LTT Official Folding Month VI

Shlouski · October 24, 2023

5 minutes ago, Alex Atkin UK said:

Not quite, the problem earlier is the WUs were scoring the same as the 4070 Ti

Ok, I thought it was a continuation of the shortage of larger Wu's from months ago, I didn't know we started to get more of them as I stopped using my 4090 months ago when it was only yielding 8-14 mil ppd.

As time goes on and more powerful GPUs make there way into folding machines, I wondering if we will get more shortages in the future.

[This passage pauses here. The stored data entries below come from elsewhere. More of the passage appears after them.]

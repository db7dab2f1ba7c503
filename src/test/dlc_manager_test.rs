// Copyright 2024 The ChromiumOS Authors
// Use of this source code is governed by a BSD-style license that can be
// found in the LICENSE file.

// Manager-level scenarios exercising the single-in-flight invariant and the
// updater status reconciliation loop.

use std::sync::Arc;

use crate::common::Slot;
use crate::dlc_manager::DlcManager;
use crate::error::DlcErrorKind;
use crate::image_backend::ImageBackend;
use crate::mount_proxy::MockDlcMounter;
use crate::state_change_notifier::State;
use crate::test::common::{file_backend, scratch_config, write_basic_manifest};
use crate::updater_proxy::{InstallOptions, MockDlcUpdaterHandle, Operation, UpdaterStatus};

fn mounter_returning(mount_point: &'static str) -> Arc<MockDlcMounter> {
    let mut mock = MockDlcMounter::new();
    mock.expect_load()
        .returning(move |_id, _package, _image_path| {
            Box::pin(async move { Ok(mount_point.to_string()) })
        });
    mock.expect_unload()
        .returning(|_id, _package| Box::pin(async move { Ok(()) }));
    Arc::new(mock)
}

fn status(operation: Operation, is_install: bool, progress: f64, last_attempt_error: &str) -> UpdaterStatus {
    UpdaterStatus {
        operation,
        is_install,
        progress,
        last_attempt_error: last_attempt_error.to_string(),
    }
}

#[tokio::test]
async fn scenario_a_install_already_verified_dlc() {
    let fixture = scratch_config();
    let payload = b"already present and verified".to_vec();
    write_basic_manifest(&fixture.config, "first-dlc", &payload, "");

    let backend = file_backend(&fixture.config);
    std::fs::write(backend.resolve_path("first-dlc", Slot::A), &payload).unwrap();
    let prefs_dir = fixture.config.prefs_dir.join("first-dlc").join("a");
    std::fs::create_dir_all(&prefs_dir).unwrap();
    std::fs::write(prefs_dir.join("verified"), "epoch-1").unwrap();

    let mut updater = MockDlcUpdaterHandle::new();
    updater
        .expect_set_active()
        .withf(|id, active| id == "first-dlc" && *active)
        .times(1)
        .returning(|_, _| Box::pin(async move { Ok(()) }));

    let mounter = mounter_returning("/run/imageloader/first-dlc/package");
    let manager = DlcManager::new(fixture.config, backend, Arc::new(updater), "epoch-1".to_string());
    manager.initialize(mounter).await.unwrap();

    manager
        .install(&"first-dlc".to_string(), InstallOptions::default())
        .await
        .unwrap();

    let state = manager.get_dlc_state(&"first-dlc".to_string()).await.unwrap();
    assert_eq!(state.state, State::Installed);
    assert!(state.is_verified);
}

#[tokio::test]
async fn scenario_b_install_requiring_updater_then_idle() {
    let fixture = scratch_config();
    let payload = b"fetched by the updater".to_vec();
    write_basic_manifest(&fixture.config, "second-dlc", &payload, "");

    let mut updater = MockDlcUpdaterHandle::new();
    updater.expect_is_ready().returning(|| true);
    updater
        .expect_install()
        .times(1)
        .returning(|_, _| Box::pin(async move { Ok(()) }));
    updater
        .expect_set_active()
        .withf(|id, active| id == "second-dlc" && *active)
        .times(1)
        .returning(|_, _| Box::pin(async move { Ok(()) }));

    let backend = file_backend(&fixture.config);
    let mounter = mounter_returning("/run/imageloader/second-dlc/package");
    let manager = DlcManager::new(fixture.config, backend.clone(), Arc::new(updater), "epoch-1".to_string());
    manager.initialize(mounter).await.unwrap();

    manager
        .install(&"second-dlc".to_string(), InstallOptions::default())
        .await
        .unwrap();

    let mut rx = manager.subscribe();
    manager
        .handle_status_result(status(Operation::Downloading, true, 0.5, ""))
        .await;
    let progress_update = rx.recv().await.unwrap();
    assert_eq!(progress_update.progress, 0.5);
    assert_eq!(progress_update.state, State::Installing);

    std::fs::write(backend.resolve_path("second-dlc", Slot::A), &payload).unwrap();
    manager
        .handle_status_result(status(Operation::Idle, true, 1.0, ""))
        .await;

    let final_update = rx.recv().await.unwrap();
    assert_eq!(final_update.state, State::Installed);

    let state = manager.get_dlc_state(&"second-dlc".to_string()).await.unwrap();
    assert_eq!(state.state, State::Installed);
    assert!(state.is_verified);
}

#[tokio::test]
async fn scenario_c_install_fails_verification() {
    let fixture = scratch_config();
    write_basic_manifest(&fixture.config, "second-dlc", b"the real expected payload", "");

    let mut updater = MockDlcUpdaterHandle::new();
    updater.expect_is_ready().returning(|| true);
    updater
        .expect_install()
        .times(1)
        .returning(|_, _| Box::pin(async move { Ok(()) }));

    let backend = file_backend(&fixture.config);
    let mounter = mounter_returning("/run/imageloader/second-dlc/package");
    let manager = DlcManager::new(fixture.config, backend.clone(), Arc::new(updater), "epoch-1".to_string());
    manager.initialize(mounter).await.unwrap();

    manager
        .install(&"second-dlc".to_string(), InstallOptions::default())
        .await
        .unwrap();

    // The updater wrote something, but it doesn't hash to what the manifest
    // expects.
    std::fs::write(
        backend.resolve_path("second-dlc", Slot::A),
        b"corrupted bytes, wrong length!!",
    )
    .unwrap();
    manager
        .handle_status_result(status(Operation::Idle, true, 1.0, ""))
        .await;

    let state = manager.get_dlc_state(&"second-dlc".to_string()).await.unwrap();
    assert_eq!(state.state, State::NotInstalled);
    assert_eq!(state.last_error_code, DlcErrorKind::FailedToVerifyImage);
    assert!(!backend.resolve_path("second-dlc", Slot::A).exists());
}

#[tokio::test]
async fn scenario_d_two_concurrent_installs_are_refused() {
    let fixture = scratch_config();
    write_basic_manifest(&fixture.config, "second-dlc", b"payload-2", "");
    write_basic_manifest(&fixture.config, "third-dlc", b"payload-3", "");

    let mut updater = MockDlcUpdaterHandle::new();
    updater.expect_is_ready().returning(|| true);
    updater
        .expect_install()
        .times(1)
        .returning(|_, _| Box::pin(async move { Ok(()) }));
    updater.expect_set_active().returning(|_, _| Box::pin(async move { Ok(()) }));

    let backend = file_backend(&fixture.config);
    let mounter = mounter_returning("/run/imageloader/dlc/package");
    let manager = DlcManager::new(fixture.config, backend, Arc::new(updater), "epoch-1".to_string());
    manager.initialize(mounter).await.unwrap();

    manager
        .install(&"second-dlc".to_string(), InstallOptions::default())
        .await
        .unwrap();

    let err = manager
        .install(&"third-dlc".to_string(), InstallOptions::default())
        .await
        .unwrap_err();
    assert_eq!(err.kind, DlcErrorKind::Busy);

    let third = manager.get_dlc_state(&"third-dlc".to_string()).await.unwrap();
    assert_eq!(third.state, State::NotInstalled);
    assert_eq!(third.last_error_code, DlcErrorKind::Busy);

    let second = manager.get_dlc_state(&"second-dlc".to_string()).await.unwrap();
    assert_eq!(second.state, State::Installing);
}

#[tokio::test]
async fn scenario_e_tolerance_cap_cancels_a_stuck_install() {
    let fixture = scratch_config();
    write_basic_manifest(&fixture.config, "second-dlc", b"payload-2", "");

    let mut updater = MockDlcUpdaterHandle::new();
    updater.expect_is_ready().returning(|| true);
    updater
        .expect_install()
        .times(1)
        .returning(|_, _| Box::pin(async move { Ok(()) }));

    let backend = file_backend(&fixture.config);
    let mounter = mounter_returning("/run/imageloader/second-dlc/package");
    let manager = DlcManager::new(fixture.config, backend, Arc::new(updater), "epoch-1".to_string());
    manager.initialize(mounter).await.unwrap();

    manager
        .install(&"second-dlc".to_string(), InstallOptions::default())
        .await
        .unwrap();

    for _ in 0..31 {
        manager
            .handle_status_result(status(Operation::Other, false, 0.0, ""))
            .await;
    }

    let state = manager.get_dlc_state(&"second-dlc".to_string()).await.unwrap();
    assert_eq!(state.state, State::NotInstalled);
    assert_eq!(state.last_error_code, DlcErrorKind::FailedInstallInUpdateEngine);
}

#[tokio::test]
async fn install_is_refused_while_updater_is_not_ready() {
    let fixture = scratch_config();
    write_basic_manifest(&fixture.config, "second-dlc", b"payload-2", "");

    let mut updater = MockDlcUpdaterHandle::new();
    updater.expect_is_ready().returning(|| false);
    updater.expect_install().times(0);

    let backend = file_backend(&fixture.config);
    let mounter = mounter_returning("/run/imageloader/second-dlc/package");
    let manager = DlcManager::new(fixture.config, backend, Arc::new(updater), "epoch-1".to_string());
    manager.initialize(mounter).await.unwrap();

    let err = manager
        .install(&"second-dlc".to_string(), InstallOptions::default())
        .await
        .unwrap_err();
    assert_eq!(err.kind, DlcErrorKind::Busy);

    let state = manager.get_dlc_state(&"second-dlc".to_string()).await.unwrap();
    assert_eq!(state.state, State::NotInstalled);
    assert_eq!(state.last_error_code, DlcErrorKind::Busy);
}

#[tokio::test]
async fn scenario_f_uninstall_during_install_is_refused() {
    let fixture = scratch_config();
    write_basic_manifest(&fixture.config, "second-dlc", b"payload-2", "");

    let mut updater = MockDlcUpdaterHandle::new();
    updater.expect_is_ready().returning(|| true);
    updater
        .expect_install()
        .times(1)
        .returning(|_, _| Box::pin(async move { Ok(()) }));

    let backend = file_backend(&fixture.config);
    let mounter = mounter_returning("/run/imageloader/second-dlc/package");
    let manager = DlcManager::new(fixture.config, backend, Arc::new(updater), "epoch-1".to_string());
    manager.initialize(mounter).await.unwrap();

    manager
        .install(&"second-dlc".to_string(), InstallOptions::default())
        .await
        .unwrap();

    let err = manager.uninstall(&"second-dlc".to_string()).await.unwrap_err();
    assert_eq!(err.kind, DlcErrorKind::Busy);

    let state = manager.get_dlc_state(&"second-dlc".to_string()).await.unwrap();
    assert_eq!(state.state, State::Installing);
}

leadeater · October 24, 2023

@Shlouski @Alex Atkin UK

Running two WU per GPU may actually result in lower PPD even if computationally and occupancy/utilization is better.

Quote

The Folding@home software on your computer calculates Total Points as follows:

final_points = base_points * max(1, sqrt( k * deadline_length / elapsed_time))

Quote

PPD = 14.4 * base_points * max(1, sqrt( 14.4 * k * Expiration / TPF)) / TPF

https://foldingathome.org/support/faq/points/?lng=en

As you can see the amount of points awarded is a function of how fast you can complete it so if running two WU per job results in WUs taking longer you have to make sure that the PPD isn't actually lower.

1 WU per hour may be better than 2 WUs per 2 hours if the WU run time for each is 2 hours, same WU/24hr but different PPD (not that I've calculated or know which is better than the two.

Alex Atkin UK · October 24, 2023

26 minutes ago, leadeater said:

@Shlouski @Alex Atkin UK

Running two WU per GPU may actually result in lower PPD even if computationally and occupancy/utilization is better.

https://foldingathome.org/support/faq/points/?lng=en

As you can see the amount of points awarded is a function of how fast you can complete it so if running two WU per job results in WUs taking longer you have to make sure that the PPD isn't actually lower.

1 WU per hour may be better than 2 WUs per 2 hours if the WU run time for each is 2 hours, same WU/24hr but different PPD (not that I've calculated or know which is better than the two.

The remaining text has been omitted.